What does it mean ? -in particular the highlighted section. Could this be a typo?

Deepti_Prasad · October 25, 2024, 12:35pm

hi @Cormac_Garvey

you selected incorrect category for the course specialisation. you selected NLP specialisation where as your query is from Tensorflow developer professional specialisation

I have moved it to the right category

Deepti_Prasad · October 25, 2024, 12:38pm

does this comment helpful you understand on how to write codes for preprocess data?

let me know if it doesn’t!! @Cormac_Garvey

Cormac_Garvey · October 29, 2024, 10:26am

Thanks Deepti, i got passed that section in the end. However i get stuck a little bit later. cell 39 expects a shape of (32,120) for both training and validation batches. My shape is (32,) ?! Up to this point ,all tests have passed, but cell 40 unittests fails with:

Failed test case: Got wrong data type for the preprocessed texts.
Expected: int64
Got: object
Failed test case: Got wrong data type for the preprocessed labels.
Expected: int64
Got: object
Failed test case: Got wrong shape for the preprocessed texts. Make sure that MAX_LENGTH is set to 120 before submitting.
Expected: (32, 120)
Got: (32,)

Many thanks

Deepti_Prasad · October 29, 2024, 10:35am

can you share screenshot of your codes by personal DM.

click on my name and then message.

in the train val dataset, when you divided the dataset, you make sure you used int to the len function when you are assigning to the dataset

Deepti_Prasad · October 30, 2024, 1:52am

hi @Cormac_Garvey

You seem to have edited parts of codes or added extra codes in train_val_dataset.

In the step split the sentence and labels into train and val dataset, you do not require that two codes lines where you recall total elements and assigned to train and val.

the text and labels to train and val split was enough (the last four code lines are correct.

Next correction required is in preprocess data where you used adapt function which is not required just use dataset.map. also read the pinned comment where it tell dataset.map is used to the lambda where the function text_vectorizer for text and label_encoder for labels are used.

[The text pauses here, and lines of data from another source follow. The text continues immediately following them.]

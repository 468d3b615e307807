//! Daraja HTTP client
//!
//! Thin client over the Safaricom Daraja API: OAuth token acquisition with
//! caching, STK push initiation, and push status queries. The request
//! password is derived fresh for every call — it embeds the request
//! timestamp and must never be cached.

use crate::types::{
    OAuthTokenResponse, StkPushRequest, StkPushResponse, StkQueryRequest, StkQueryResponse,
};
use base64::{engine::general_purpose::STANDARD as BASE64, Engine as _};
use chrono::Utc;
use haven_core::{
    config::MpesaConfig,
    traits::{GatewayStatus, PaymentGateway, PushPaymentRequest, PushPaymentResponse},
    AppError, AppResult,
};
use async_trait::async_trait;
use reqwest::{Client, ClientBuilder};
use rust_decimal::prelude::ToPrimitive;
use std::time::{Duration, Instant};
use tokio::sync::RwLock;
use tracing::{debug, error, instrument, warn};

/// Fallback token lifetime when the gateway's `expires_in` is unparseable
const DEFAULT_TOKEN_LIFETIME_SECS: u64 = 3600;

/// Cached OAuth access token
struct CachedToken {
    token: String,
    expires_at: Instant,
}

/// Daraja API client
///
/// One instance per process; the access token is shared across concurrent
/// payment attempts and re-fetched shortly before expiry.
pub struct MpesaClient {
    http: Client,
    config: MpesaConfig,
    token: RwLock<Option<CachedToken>>,
}

impl MpesaClient {
    /// Create a new client from gateway configuration
    pub fn new(config: MpesaConfig) -> AppResult<Self> {
        let http = ClientBuilder::new()
            .timeout(Duration::from_secs(config.timeout_secs))
            .pool_max_idle_per_host(10)
            .pool_idle_timeout(Duration::from_secs(90))
            .tcp_keepalive(Duration::from_secs(60))
            .build()
            .map_err(|e| AppError::Config(format!("Failed to build HTTP client: {}", e)))?;

        Ok(Self {
            http,
            config,
            token: RwLock::new(None),
        })
    }

    /// Request timestamp in the gateway's `YYYYMMDDHHMMSS` format
    pub fn timestamp() -> String {
        Utc::now().format("%Y%m%d%H%M%S").to_string()
    }

    /// Derive the request password: base64(shortcode + passkey + timestamp)
    ///
    /// Recomputed per request; the timestamp inside must match the
    /// `Timestamp` field of the payload it accompanies.
    pub fn password(short_code: &str, passkey: &str, timestamp: &str) -> String {
        BASE64.encode(format!("{}{}{}", short_code, passkey, timestamp))
    }

    /// Get a valid access token, re-fetching when the cached one is near
    /// expiry
    async fn access_token(&self) -> AppResult<String> {
        {
            let guard = self.token.read().await;
            if let Some(cached) = guard.as_ref() {
                if Instant::now() < cached.expires_at {
                    return Ok(cached.token.clone());
                }
            }
        }

        let mut guard = self.token.write().await;
        // Another task may have refreshed while we waited for the lock
        if let Some(cached) = guard.as_ref() {
            if Instant::now() < cached.expires_at {
                return Ok(cached.token.clone());
            }
        }

        debug!("Fetching fresh gateway access token");

        let url = format!(
            "{}/oauth/v1/generate?grant_type=client_credentials",
            self.config.base_url()
        );

        let response = self
            .http
            .get(&url)
            .basic_auth(&self.config.consumer_key, Some(&self.config.consumer_secret))
            .send()
            .await
            .map_err(Self::map_transport_error)?;

        if !response.status().is_success() {
            let status = response.status();
            let body = response.text().await.unwrap_or_default();
            error!("Token request failed: status={} body={}", status, body);
            return Err(AppError::GatewayUnavailable(format!(
                "token request failed with status {}",
                status
            )));
        }

        let token_response: OAuthTokenResponse = response.json().await.map_err(|e| {
            error!("Failed to parse token response: {}", e);
            AppError::GatewayUnavailable(format!("unparseable token response: {}", e))
        })?;

        let lifetime_secs: u64 = token_response
            .expires_in
            .parse()
            .unwrap_or(DEFAULT_TOKEN_LIFETIME_SECS);
        let margin = self.config.token_refresh_margin_secs.min(lifetime_secs);

        let token = token_response.access_token;
        *guard = Some(CachedToken {
            token: token.clone(),
            expires_at: Instant::now() + Duration::from_secs(lifetime_secs - margin),
        });

        debug!("Gateway access token refreshed (lifetime {}s)", lifetime_secs);
        Ok(token)
    }

    fn map_transport_error(e: reqwest::Error) -> AppError {
        if e.is_timeout() {
            warn!("Gateway request timed out");
            AppError::GatewayUnavailable("request timed out".to_string())
        } else {
            error!("Gateway transport error: {}", e);
            AppError::GatewayUnavailable(e.to_string())
        }
    }
}

#[async_trait]
impl PaymentGateway for MpesaClient {
    #[instrument(skip(self, request), fields(account_ref = %request.account_reference))]
    async fn initiate_push(
        &self,
        request: &PushPaymentRequest,
    ) -> AppResult<PushPaymentResponse> {
        let access_token = self.access_token().await?;
        let timestamp = Self::timestamp();
        let password = Self::password(
            &self.config.business_short_code,
            &self.config.passkey,
            &timestamp,
        );

        // Daraja only accepts whole currency units
        let amount = request
            .amount
            .round()
            .to_u64()
            .ok_or_else(|| {
                AppError::InvalidInput(format!("amount {} not representable", request.amount))
            })?;

        let payload = StkPushRequest {
            business_short_code: self.config.business_short_code.clone(),
            password,
            timestamp,
            transaction_type: "CustomerPayBillOnline".to_string(),
            amount,
            party_a: request.phone_number.clone(),
            party_b: self.config.business_short_code.clone(),
            phone_number: request.phone_number.clone(),
            call_back_url: self.config.callback_url.clone(),
            account_reference: request.account_reference.clone(),
            transaction_desc: request.description.clone(),
        };

        let url = format!("{}/mpesa/stkpush/v1/processrequest", self.config.base_url());

        let response = self
            .http
            .post(&url)
            .bearer_auth(&access_token)
            .json(&payload)
            .send()
            .await
            .map_err(Self::map_transport_error)?;

        if !response.status().is_success() {
            let status = response.status();
            let body = response.text().await.unwrap_or_default();
            error!("STK push rejected: status={} body={}", status, body);
            return Err(AppError::GatewayUnavailable(format!(
                "push request failed with status {}",
                status
            )));
        }

        let push: StkPushResponse = response.json().await.map_err(|e| {
            error!("Failed to parse push response: {}", e);
            AppError::GatewayUnavailable(format!("unparseable push response: {}", e))
        })?;

        if push.response_code != "0" {
            let desc = push
                .response_description
                .or(push.customer_message)
                .unwrap_or_else(|| "unknown error".to_string());
            warn!("Gateway declined push: {}", desc);
            return Err(AppError::GatewayRejected(desc));
        }

        debug!(
            "STK push accepted, correlation id {}",
            push.checkout_request_id
        );

        Ok(PushPaymentResponse {
            merchant_request_id: push.merchant_request_id,
            checkout_request_id: push.checkout_request_id,
        })
    }

    #[instrument(skip(self))]
    async fn query_status(&self, checkout_request_id: &str) -> AppResult<GatewayStatus> {
        let access_token = self.access_token().await?;
        let timestamp = Self::timestamp();
        let password = Self::password(
            &self.config.business_short_code,
            &self.config.passkey,
            &timestamp,
        );

        let payload = StkQueryRequest {
            business_short_code: self.config.business_short_code.clone(),
            password,
            timestamp,
            checkout_request_id: checkout_request_id.to_string(),
        };

        let url = format!("{}/mpesa/stkpushquery/v1/query", self.config.base_url());

        let response = self
            .http
            .post(&url)
            .bearer_auth(&access_token)
            .json(&payload)
            .send()
            .await
            .map_err(Self::map_transport_error)?;

        if !response.status().is_success() {
            let status = response.status();
            let body = response.text().await.unwrap_or_default();
            warn!("Status query failed: status={} body={}", status, body);
            return Err(AppError::GatewayUnavailable(format!(
                "status query failed with status {}",
                status
            )));
        }

        let verdict: StkQueryResponse = response.json().await.map_err(|e| {
            error!("Failed to parse status response: {}", e);
            AppError::GatewayUnavailable(format!("unparseable status response: {}", e))
        })?;

        debug!(
            "Status query: response_code={} result_code={:?}",
            verdict.response_code, verdict.result_code
        );

        Ok(GatewayStatus {
            response_code: verdict.response_code,
            result_code: verdict.result_code,
            result_desc: verdict.result_desc.or(verdict.response_description),
            receipt: verdict.mpesa_receipt_number,
        })
    }
}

Refer the pinned comment in this post, to do the corrections.

Please make sure not to hard card any of the path, and write codes according to the given instructions in the assignment always.

I would suggest to get a fresh copy and re do assignment from beginning by making sure to not only write codes between markers ###START AND END CODE### for successful submission.

Let me know if you need more help.

Regards
DP

Cormac_Garvey · October 31, 2024, 10:20am

Thanks Deepti. What does it mean: pinned comment where it tell dataset.map etc. i cannot follow this. What is the name of the comment and i can search for it. many thanks

Deepti_Prasad · October 31, 2024, 10:34am

pinned comment means the comment link I have shared here in my previous comment. anyways I have replied in your DM.
Mild correction don’t recall lambda for text and labels separately, it is a single code line

Deepti_Prasad · October 31, 2024, 10:39am

@Cormac_Garvey

you asked me about function, so just sharing a link go through it, it is not directly related to your query but it help you understand lambda function

Regards
DP

Deepti_Prasad · October 31, 2024, 11:39am

The reason behind dataset code to be recalled in 1 line is when you separate the two steps for text and labels, you are creating multiple or more dataset than required which can throw IOPud rate limit error when you train your model @Cormac_Garvey

mayuriroy · December 20, 2024, 11:40am

This C3W2 is incredibly confusing. There are a total of 6 graded functions out of which the last 3 just wont work. I need some sort of explanation here, because the exact same code works in the ungraded lab.

I have been struggling with the lab assignment for over a week now - and I finally give up. It makes absolute no sense to continue struggling like this.

Deepti_Prasad · December 20, 2024, 9:05pm

hi @mayuriroy

please create always new topic for your issue rather than commenting on older threads, so your learning journey is saved in your log.

Also I checked your other post, you probably might have hard coded the dataset resulting in failed grading, you also have failed create model, so check if you haven’t used global variables instead of Local variables.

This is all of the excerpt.